AVAILABLE DATA.
━━━━━━━━━━

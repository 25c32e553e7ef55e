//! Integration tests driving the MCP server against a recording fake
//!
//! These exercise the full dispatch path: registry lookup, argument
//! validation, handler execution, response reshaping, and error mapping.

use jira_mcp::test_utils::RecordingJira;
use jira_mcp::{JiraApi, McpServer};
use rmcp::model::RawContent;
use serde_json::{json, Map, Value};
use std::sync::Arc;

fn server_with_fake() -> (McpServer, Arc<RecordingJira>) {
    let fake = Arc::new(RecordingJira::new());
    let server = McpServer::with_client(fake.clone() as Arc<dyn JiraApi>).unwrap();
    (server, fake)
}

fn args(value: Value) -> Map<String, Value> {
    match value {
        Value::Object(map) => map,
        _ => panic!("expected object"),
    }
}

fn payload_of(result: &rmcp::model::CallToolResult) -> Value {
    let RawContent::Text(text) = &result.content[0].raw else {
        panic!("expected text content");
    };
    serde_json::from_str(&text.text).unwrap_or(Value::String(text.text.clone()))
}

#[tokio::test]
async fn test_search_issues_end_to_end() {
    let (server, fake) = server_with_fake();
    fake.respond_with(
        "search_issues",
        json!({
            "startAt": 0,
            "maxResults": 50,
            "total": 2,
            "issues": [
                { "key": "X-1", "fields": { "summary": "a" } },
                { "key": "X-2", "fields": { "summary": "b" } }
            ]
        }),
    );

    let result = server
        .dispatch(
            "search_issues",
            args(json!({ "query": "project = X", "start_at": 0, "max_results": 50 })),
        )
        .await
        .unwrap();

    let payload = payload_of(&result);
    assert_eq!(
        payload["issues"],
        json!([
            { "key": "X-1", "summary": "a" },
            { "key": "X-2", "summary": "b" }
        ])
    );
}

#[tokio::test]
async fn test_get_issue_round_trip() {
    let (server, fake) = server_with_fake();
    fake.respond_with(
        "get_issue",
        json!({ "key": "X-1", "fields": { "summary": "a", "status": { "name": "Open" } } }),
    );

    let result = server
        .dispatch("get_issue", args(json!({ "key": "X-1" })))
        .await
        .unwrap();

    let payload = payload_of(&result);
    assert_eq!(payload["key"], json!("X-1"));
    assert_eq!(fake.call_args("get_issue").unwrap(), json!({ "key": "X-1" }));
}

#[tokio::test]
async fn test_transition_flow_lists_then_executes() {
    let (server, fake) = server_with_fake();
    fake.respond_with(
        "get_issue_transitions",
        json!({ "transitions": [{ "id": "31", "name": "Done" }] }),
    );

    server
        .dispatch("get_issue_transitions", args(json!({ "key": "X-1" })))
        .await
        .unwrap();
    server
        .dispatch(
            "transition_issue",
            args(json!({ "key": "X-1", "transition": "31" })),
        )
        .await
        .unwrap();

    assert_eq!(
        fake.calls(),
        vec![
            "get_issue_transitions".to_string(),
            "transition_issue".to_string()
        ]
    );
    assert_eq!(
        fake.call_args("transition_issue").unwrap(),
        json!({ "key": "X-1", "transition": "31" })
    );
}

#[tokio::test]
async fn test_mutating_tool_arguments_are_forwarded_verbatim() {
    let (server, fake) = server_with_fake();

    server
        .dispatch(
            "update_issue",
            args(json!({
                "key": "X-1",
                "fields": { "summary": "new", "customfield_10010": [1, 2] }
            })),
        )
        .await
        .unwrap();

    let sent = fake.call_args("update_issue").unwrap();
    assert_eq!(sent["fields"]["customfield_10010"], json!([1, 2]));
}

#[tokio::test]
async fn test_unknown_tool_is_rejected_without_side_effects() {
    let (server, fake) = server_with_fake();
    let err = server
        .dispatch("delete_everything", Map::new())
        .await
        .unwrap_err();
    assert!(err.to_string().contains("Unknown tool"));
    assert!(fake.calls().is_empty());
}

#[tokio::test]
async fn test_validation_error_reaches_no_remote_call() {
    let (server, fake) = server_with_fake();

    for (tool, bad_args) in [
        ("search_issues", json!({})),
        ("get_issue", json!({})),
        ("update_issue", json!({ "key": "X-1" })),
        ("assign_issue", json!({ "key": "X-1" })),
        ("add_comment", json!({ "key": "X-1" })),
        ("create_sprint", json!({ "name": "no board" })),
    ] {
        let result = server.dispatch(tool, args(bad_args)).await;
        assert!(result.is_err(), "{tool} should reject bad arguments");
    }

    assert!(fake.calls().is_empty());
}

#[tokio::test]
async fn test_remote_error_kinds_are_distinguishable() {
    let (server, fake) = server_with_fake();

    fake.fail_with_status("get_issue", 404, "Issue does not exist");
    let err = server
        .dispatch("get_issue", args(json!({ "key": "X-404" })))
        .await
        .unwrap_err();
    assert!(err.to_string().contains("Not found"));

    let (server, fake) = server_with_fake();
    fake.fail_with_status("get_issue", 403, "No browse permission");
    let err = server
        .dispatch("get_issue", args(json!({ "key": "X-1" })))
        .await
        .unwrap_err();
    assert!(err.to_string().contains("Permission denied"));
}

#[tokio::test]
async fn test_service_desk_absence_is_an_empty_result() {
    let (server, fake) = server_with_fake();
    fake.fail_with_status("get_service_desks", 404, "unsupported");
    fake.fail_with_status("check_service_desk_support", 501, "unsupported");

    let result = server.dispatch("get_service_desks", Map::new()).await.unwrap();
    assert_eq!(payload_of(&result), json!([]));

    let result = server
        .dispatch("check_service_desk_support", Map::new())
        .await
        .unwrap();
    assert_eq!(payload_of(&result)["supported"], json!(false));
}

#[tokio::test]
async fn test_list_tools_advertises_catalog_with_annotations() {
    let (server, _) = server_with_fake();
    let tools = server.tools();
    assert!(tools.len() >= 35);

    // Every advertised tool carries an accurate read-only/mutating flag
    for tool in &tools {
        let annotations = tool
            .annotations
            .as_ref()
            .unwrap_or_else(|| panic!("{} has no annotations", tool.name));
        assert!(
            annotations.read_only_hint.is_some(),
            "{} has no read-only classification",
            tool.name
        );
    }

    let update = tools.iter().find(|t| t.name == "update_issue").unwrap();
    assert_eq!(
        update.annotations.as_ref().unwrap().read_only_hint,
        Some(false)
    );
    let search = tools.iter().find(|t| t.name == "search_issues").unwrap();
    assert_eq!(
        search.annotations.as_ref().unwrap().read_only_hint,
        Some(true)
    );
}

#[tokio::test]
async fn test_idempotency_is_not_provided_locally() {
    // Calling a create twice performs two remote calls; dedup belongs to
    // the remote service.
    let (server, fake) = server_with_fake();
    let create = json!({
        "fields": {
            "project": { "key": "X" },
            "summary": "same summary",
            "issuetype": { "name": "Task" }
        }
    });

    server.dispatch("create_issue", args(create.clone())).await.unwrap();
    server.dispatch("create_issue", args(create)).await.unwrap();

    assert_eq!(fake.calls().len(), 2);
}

━━━━━━━━━━

THE TASK. Only a number is needed here: how many lines of the data include the word "RawContent"?

RESPONSE BOX. 2